Saved data entries:
[Start of Attachment]

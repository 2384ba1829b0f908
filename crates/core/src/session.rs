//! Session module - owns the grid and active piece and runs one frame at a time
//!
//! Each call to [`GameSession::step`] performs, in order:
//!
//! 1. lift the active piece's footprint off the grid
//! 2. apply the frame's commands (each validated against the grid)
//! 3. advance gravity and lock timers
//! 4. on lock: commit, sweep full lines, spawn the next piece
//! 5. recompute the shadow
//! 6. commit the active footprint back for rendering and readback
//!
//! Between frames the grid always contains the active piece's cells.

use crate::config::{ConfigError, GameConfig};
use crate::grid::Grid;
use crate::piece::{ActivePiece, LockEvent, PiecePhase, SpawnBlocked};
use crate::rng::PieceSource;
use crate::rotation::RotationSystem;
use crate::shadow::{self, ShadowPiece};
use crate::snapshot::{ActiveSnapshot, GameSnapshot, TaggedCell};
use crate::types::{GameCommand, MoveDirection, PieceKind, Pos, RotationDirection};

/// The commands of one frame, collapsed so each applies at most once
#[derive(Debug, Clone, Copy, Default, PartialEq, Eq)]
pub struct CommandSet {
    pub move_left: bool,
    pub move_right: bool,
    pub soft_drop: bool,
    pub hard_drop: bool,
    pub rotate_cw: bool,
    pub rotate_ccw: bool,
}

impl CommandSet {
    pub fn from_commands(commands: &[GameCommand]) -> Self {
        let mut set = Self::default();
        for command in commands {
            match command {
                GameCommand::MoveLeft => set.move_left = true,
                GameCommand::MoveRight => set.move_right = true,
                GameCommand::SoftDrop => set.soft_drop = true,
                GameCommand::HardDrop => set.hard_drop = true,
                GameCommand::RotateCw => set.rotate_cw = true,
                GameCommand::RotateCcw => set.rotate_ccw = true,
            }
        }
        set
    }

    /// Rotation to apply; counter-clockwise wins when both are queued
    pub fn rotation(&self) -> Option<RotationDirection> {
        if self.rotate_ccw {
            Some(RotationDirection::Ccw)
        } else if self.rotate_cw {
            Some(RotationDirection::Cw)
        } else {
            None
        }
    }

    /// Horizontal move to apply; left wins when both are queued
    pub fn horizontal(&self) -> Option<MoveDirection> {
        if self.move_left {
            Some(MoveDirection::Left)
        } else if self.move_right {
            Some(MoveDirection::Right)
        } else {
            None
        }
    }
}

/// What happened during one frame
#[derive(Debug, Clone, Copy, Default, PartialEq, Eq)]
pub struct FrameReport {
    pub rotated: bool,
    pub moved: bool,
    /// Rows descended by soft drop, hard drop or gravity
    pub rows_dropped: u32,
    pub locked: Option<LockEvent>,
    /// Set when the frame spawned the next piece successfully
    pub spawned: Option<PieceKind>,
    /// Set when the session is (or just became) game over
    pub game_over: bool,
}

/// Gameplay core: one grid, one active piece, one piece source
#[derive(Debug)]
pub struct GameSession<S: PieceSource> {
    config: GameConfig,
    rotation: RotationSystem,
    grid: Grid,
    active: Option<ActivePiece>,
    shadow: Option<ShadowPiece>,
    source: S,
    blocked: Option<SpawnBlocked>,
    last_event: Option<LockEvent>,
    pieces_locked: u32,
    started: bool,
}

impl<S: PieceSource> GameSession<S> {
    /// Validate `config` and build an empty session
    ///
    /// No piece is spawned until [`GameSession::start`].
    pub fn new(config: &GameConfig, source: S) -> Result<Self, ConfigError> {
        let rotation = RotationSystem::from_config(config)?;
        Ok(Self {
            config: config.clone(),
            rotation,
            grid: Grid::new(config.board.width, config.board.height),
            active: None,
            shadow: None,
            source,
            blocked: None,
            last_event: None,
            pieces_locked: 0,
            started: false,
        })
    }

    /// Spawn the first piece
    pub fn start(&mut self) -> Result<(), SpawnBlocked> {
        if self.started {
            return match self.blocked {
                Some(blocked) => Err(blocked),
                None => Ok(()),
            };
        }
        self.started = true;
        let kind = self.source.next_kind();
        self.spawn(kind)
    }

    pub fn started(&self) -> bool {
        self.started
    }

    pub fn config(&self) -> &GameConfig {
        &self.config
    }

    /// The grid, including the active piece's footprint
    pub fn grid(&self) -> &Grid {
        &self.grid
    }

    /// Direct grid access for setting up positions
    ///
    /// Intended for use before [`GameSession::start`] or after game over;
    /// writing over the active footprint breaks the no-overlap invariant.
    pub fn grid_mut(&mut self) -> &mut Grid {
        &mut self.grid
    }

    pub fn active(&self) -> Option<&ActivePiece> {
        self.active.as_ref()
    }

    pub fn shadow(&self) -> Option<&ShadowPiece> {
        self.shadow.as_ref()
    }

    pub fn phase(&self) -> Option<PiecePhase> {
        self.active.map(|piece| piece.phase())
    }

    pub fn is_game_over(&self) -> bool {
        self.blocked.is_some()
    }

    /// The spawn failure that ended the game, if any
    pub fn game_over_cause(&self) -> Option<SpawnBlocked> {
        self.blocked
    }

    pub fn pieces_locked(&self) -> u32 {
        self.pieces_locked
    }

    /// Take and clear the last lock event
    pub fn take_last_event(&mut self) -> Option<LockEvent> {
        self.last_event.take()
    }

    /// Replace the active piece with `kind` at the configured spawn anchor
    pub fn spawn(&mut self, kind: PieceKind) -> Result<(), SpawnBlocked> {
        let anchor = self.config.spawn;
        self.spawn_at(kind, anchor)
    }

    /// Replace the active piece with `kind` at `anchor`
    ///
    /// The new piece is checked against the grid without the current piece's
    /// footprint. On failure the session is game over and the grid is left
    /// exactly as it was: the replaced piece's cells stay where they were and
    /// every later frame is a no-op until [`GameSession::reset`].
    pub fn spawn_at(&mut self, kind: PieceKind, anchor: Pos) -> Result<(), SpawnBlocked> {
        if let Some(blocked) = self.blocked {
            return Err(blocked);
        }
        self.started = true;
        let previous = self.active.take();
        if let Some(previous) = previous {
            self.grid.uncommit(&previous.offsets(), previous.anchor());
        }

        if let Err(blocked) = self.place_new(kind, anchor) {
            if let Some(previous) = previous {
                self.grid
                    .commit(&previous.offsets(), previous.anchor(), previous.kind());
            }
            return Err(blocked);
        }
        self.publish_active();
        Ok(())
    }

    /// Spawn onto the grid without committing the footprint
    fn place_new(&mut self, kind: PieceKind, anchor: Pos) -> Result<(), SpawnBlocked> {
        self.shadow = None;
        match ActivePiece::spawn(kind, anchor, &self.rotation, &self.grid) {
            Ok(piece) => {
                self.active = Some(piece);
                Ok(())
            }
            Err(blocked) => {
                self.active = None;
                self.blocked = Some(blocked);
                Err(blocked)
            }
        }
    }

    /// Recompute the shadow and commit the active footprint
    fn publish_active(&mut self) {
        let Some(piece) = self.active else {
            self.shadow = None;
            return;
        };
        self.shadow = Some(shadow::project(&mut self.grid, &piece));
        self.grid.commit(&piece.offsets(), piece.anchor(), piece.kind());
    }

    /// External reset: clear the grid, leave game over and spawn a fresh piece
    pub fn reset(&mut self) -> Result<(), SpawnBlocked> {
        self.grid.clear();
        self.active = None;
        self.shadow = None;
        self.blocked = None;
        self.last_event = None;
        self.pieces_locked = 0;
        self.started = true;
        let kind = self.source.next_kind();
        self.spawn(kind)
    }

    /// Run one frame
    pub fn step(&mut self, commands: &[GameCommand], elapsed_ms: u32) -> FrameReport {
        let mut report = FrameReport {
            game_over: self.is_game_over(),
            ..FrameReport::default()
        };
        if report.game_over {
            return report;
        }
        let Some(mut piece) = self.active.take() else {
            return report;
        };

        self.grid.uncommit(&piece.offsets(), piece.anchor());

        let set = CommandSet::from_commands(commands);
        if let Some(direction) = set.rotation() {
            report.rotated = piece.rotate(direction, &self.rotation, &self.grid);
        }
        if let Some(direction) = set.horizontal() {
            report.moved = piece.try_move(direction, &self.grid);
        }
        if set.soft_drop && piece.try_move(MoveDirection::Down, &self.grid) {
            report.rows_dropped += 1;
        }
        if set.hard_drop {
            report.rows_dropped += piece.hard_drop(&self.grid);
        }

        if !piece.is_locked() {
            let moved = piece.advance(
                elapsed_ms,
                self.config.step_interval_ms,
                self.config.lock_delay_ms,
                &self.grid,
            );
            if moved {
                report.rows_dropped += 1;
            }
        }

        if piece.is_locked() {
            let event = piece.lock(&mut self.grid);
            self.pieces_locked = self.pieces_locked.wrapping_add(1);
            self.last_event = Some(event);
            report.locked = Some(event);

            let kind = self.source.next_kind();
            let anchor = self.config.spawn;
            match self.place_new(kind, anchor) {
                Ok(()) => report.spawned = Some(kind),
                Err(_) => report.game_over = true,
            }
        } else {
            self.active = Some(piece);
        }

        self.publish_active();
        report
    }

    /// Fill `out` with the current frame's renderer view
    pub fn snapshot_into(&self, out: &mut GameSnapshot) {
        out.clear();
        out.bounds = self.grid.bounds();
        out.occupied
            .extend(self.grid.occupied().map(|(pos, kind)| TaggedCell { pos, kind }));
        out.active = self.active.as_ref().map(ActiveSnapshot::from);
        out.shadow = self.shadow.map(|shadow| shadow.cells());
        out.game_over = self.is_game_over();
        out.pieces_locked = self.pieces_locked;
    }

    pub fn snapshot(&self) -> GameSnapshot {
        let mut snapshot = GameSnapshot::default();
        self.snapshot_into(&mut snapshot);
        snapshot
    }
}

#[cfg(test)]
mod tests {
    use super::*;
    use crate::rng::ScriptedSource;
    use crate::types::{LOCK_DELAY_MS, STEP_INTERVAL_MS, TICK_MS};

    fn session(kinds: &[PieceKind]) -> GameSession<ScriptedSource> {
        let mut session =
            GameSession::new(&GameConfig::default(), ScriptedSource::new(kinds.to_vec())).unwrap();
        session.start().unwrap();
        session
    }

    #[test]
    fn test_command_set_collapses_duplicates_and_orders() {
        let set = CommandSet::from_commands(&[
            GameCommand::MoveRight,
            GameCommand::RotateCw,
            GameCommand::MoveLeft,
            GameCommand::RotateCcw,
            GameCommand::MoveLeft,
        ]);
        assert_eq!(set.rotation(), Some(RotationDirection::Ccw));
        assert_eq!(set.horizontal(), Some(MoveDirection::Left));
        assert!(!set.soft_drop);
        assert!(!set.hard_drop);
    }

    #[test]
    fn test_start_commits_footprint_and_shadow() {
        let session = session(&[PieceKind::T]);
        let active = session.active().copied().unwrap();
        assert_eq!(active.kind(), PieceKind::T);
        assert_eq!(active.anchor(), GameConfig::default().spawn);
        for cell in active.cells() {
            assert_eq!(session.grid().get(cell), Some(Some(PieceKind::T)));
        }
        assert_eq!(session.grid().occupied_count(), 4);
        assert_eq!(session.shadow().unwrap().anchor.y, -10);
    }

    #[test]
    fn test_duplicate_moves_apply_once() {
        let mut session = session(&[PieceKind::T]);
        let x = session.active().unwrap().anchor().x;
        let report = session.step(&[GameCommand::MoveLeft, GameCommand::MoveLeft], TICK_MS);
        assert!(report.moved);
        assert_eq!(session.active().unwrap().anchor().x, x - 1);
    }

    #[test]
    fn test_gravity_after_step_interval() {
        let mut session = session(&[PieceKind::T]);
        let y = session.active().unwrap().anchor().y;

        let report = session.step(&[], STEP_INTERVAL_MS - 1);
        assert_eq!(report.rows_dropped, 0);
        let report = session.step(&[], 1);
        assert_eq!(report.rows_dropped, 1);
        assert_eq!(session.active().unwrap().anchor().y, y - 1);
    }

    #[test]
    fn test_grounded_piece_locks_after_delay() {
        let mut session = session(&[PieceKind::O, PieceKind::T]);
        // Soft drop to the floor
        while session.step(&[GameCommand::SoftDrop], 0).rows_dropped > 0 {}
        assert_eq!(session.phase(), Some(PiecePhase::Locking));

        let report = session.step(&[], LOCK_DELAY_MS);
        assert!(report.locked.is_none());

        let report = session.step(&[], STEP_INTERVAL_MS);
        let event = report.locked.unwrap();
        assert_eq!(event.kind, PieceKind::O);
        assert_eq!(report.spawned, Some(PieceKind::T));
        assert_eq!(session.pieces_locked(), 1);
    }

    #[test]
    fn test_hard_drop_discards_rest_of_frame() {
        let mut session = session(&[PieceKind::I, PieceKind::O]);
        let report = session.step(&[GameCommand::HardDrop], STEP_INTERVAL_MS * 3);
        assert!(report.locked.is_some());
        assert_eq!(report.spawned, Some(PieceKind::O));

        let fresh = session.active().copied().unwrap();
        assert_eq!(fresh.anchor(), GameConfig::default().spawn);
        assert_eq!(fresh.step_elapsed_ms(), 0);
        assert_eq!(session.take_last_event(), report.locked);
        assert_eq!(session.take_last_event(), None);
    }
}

[End of Attachment]

WHAT IS REQUIRED:
Your task is to quote the lines above, beginning with the first and ending with the one that holds "against the grid)".

RESULT:
repository 2384ba1829b0f908
filename crates/core/src/session.rs
//! Session module - owns the grid and active piece and runs one frame at a time
//!
//! Each call to [`GameSession::step`] performs, in order:
//!
//! 1. lift the active piece's footprint off the grid
//! 2. apply the frame's commands (each validated against the grid)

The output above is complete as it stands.